Detection of Active Attacks Using Ensemble Machine Learning Approach

Author : Dr Shaik Rafi

Year : 2022

Publisher : Springer Science and Business Media Deutschland GmbH

Source Title : Lecture Notes in Networks and Systems

Document Type :

Abstract

Cyber attackers entrap online users and companies by stealing their sensitive information without their knowledge. Sensitive information such as login credentials, bank card details, and centralized servers of organizations are hacked by the attackers. Some of the cyber attacks are phishing attack where attackers make the online users to trust their websites as a legitimate website and retrieve their personal information by making them as a prey for cyber attacks. Malware attack is a one where attacker will inject a malicious software into the company server or any online user’s device, without their knowledge and steal all the data in their devices and servers. Intrusion is an invasion, where attacker will attack the network and theft all the network resources.

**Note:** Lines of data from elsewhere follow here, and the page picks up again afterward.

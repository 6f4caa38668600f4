use std::time::Duration;

use tracing::debug;

use crate::codec;
use crate::error::ObdError;
use crate::pid::Pid;
use crate::transport::CommandLink;

/// Reference timeout for one command/response round trip.
pub const DEFAULT_COMMAND_TIMEOUT: Duration = Duration::from_millis(3000);

/// Setup sequence every ELM327 client runs after connecting: reset, echo
/// off, linefeeds off, spaces off, protocol auto.
const INIT_SEQUENCE: [&str; 5] = ["ATZ", "ATE0", "ATL0", "ATS0", "ATSP0"];

const PROMPT: char = '>';

/// Executes one command at a time over a transport link.
///
/// Responses arrive as notification fragments; they are concatenated until
/// the `>` prompt appears, then handed back whole. `send_command` takes
/// `&mut self`, so a second request cannot be issued while one is
/// outstanding; callers that share a channel must serialize access.
pub struct CommandChannel<L> {
    link: L,
    buffer: String,
    timeout: Duration,
}

impl<L: CommandLink> CommandChannel<L> {
    pub fn new(link: L) -> Self {
        Self::with_timeout(link, DEFAULT_COMMAND_TIMEOUT)
    }

    pub fn with_timeout(link: L, timeout: Duration) -> Self {
        Self {
            link,
            buffer: String::new(),
            timeout,
        }
    }

    /// Run the adapter init sequence, discarding the replies.
    pub async fn initialize(&mut self) -> Result<(), ObdError> {
        for command in INIT_SEQUENCE {
            let reply = self.send_command(command).await?;
            debug!(command, reply = reply.trim(), "adapter init");
        }
        Ok(())
    }

    /// Send one command and return the assembled response text.
    ///
    /// On timeout the reassembly buffer is cleared so the next call starts
    /// clean; a late fragment from the abandoned exchange is dropped with
    /// the buffer.
    pub async fn send_command(&mut self, command: &str) -> Result<String, ObdError> {
        self.buffer.clear();
        let framed = format!("{command}\r");
        self.link.write(framed.as_bytes()).await?;

        match tokio::time::timeout(
            self.timeout,
            Self::assemble(&mut self.link, &mut self.buffer),
        )
        .await
        {
            Ok(Ok(response)) => Ok(response),
            Ok(Err(e)) => {
                self.buffer.clear();
                Err(e)
            }
            Err(elapsed) => {
                self.buffer.clear();
                Err(ObdError::Timeout(elapsed))
            }
        }
    }

    async fn assemble(link: &mut L, buffer: &mut String) -> Result<String, ObdError> {
        loop {
            let fragment = link.next_fragment().await?;
            buffer.push_str(&String::from_utf8_lossy(&fragment));
            if buffer.contains(PROMPT) {
                return Ok(std::mem::take(buffer));
            }
        }
    }

    /// Read and decode one parameter. `Ok(None)` is the normal outcome for
    /// a no-data or malformed reply.
    pub async fn read_pid(&mut self, pid: Pid) -> Result<Option<f64>, ObdError> {
        let response = self.send_command(&pid.command()).await?;
        Ok(codec::decode(&response, pid))
    }

    /// Release the underlying link.
    pub fn into_link(self) -> L {
        self.link
    }
}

But, there are many types of cyber attacks solutions such as visual similarity-based approaches, intrusion detection system, signature-based, heuristic-based, specification-based, anomaly-based methods that are proposed, but they have some disadvantages. Because of few unsecured HTTP websites and lack of cyber knowledge, cyber attacks are increasing day by day. In our proposed system, a unified ensemble approach (UEA) is proposed by combining different machine learning algorithms using ensemble approach that gives better accuracy and detection rate. This model aims to detect the intrusion, phishing attack and prevent the malwares thereby mitigating the cyber attacks encountered by individual and organization.